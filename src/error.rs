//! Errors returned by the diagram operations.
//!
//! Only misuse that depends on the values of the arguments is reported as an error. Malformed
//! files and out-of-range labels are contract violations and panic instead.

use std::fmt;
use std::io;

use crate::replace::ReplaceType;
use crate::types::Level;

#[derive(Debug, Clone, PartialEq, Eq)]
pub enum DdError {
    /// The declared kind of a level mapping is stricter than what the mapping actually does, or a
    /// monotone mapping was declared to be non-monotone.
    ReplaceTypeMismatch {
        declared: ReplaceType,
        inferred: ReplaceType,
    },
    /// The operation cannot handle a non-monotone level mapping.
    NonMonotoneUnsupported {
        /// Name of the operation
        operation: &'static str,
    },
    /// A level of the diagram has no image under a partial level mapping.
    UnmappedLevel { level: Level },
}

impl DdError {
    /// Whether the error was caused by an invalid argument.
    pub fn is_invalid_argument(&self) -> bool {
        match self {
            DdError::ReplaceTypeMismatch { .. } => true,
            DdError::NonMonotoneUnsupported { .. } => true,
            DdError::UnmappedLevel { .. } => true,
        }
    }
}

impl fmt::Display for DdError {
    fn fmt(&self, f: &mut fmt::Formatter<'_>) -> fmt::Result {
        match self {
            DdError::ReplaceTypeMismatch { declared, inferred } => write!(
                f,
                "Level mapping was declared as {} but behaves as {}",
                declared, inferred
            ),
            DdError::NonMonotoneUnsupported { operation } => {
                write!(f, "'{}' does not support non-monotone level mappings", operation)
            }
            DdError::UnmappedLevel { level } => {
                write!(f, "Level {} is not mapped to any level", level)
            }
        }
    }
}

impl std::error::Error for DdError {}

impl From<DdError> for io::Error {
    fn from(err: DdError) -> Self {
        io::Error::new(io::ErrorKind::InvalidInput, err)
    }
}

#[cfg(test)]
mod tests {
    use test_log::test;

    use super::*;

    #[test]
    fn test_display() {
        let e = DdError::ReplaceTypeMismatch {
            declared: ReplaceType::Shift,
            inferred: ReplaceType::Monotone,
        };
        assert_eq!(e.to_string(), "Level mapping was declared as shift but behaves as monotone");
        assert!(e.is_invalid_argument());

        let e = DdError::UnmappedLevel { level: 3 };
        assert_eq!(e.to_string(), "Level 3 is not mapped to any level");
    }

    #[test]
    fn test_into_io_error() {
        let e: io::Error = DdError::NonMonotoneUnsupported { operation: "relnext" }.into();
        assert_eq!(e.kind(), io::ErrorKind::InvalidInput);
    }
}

- - - - -

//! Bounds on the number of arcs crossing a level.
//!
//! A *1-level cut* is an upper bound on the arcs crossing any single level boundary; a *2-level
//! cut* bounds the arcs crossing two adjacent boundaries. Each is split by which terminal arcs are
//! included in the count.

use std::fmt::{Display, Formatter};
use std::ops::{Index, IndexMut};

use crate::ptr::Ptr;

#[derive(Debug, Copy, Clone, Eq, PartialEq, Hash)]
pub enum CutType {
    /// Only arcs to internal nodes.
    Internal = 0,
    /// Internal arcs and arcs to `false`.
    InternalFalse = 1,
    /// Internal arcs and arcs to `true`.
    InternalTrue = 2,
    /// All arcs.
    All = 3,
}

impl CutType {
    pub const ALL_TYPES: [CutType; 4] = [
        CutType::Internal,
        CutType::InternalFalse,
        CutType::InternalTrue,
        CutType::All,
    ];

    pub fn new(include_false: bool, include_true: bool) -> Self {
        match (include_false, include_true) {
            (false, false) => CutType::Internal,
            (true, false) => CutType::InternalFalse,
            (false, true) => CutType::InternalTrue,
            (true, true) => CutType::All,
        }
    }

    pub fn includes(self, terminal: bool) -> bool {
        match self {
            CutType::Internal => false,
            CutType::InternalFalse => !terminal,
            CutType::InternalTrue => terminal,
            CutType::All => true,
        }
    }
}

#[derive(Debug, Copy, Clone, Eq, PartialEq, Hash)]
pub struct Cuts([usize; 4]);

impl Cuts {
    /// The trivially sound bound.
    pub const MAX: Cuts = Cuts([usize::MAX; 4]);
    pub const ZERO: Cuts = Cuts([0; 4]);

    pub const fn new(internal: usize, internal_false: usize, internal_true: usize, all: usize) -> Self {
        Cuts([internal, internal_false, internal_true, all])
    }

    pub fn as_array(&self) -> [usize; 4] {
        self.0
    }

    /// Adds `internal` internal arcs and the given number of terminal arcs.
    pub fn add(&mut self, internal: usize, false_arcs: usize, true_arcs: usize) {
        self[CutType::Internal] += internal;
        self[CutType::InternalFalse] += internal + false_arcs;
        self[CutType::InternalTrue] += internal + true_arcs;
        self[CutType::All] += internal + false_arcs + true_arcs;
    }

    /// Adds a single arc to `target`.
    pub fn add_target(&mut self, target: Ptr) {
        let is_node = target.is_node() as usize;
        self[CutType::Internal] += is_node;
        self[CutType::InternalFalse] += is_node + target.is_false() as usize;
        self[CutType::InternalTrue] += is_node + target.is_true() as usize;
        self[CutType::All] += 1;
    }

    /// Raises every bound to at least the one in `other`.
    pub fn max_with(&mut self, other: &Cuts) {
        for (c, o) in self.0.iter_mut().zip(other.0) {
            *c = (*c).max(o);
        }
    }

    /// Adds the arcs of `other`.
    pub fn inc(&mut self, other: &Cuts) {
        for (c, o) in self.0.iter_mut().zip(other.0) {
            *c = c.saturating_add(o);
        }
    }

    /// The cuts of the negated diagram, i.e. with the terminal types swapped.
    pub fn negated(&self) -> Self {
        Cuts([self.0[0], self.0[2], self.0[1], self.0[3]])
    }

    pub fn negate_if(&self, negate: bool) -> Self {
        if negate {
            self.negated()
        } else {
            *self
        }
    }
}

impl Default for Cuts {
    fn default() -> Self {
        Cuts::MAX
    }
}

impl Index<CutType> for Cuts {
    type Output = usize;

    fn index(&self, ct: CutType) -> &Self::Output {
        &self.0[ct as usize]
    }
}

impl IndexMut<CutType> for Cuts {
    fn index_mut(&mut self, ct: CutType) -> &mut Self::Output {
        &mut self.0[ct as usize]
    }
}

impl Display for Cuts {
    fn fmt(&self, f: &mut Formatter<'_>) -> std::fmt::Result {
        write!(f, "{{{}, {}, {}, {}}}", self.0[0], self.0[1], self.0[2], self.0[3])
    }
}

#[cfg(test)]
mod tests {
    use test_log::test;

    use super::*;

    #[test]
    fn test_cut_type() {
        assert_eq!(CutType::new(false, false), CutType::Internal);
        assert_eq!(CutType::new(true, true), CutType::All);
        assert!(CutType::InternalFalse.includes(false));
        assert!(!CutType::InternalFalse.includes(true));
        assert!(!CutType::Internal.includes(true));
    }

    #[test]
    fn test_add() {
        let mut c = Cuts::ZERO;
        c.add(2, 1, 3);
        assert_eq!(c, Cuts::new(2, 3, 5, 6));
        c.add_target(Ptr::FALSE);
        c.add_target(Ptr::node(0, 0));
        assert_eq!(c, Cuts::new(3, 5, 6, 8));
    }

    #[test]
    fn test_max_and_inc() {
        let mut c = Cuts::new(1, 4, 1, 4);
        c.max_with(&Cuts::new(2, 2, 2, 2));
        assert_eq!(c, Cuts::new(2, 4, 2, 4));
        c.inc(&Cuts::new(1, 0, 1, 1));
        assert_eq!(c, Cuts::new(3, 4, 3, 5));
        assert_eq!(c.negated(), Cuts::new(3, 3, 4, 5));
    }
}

- - - - -

→ **Exercise**: Within the records, count the lines that include the word "InternalFalse". Answer with the number only.

→ **Completed exercise**: 8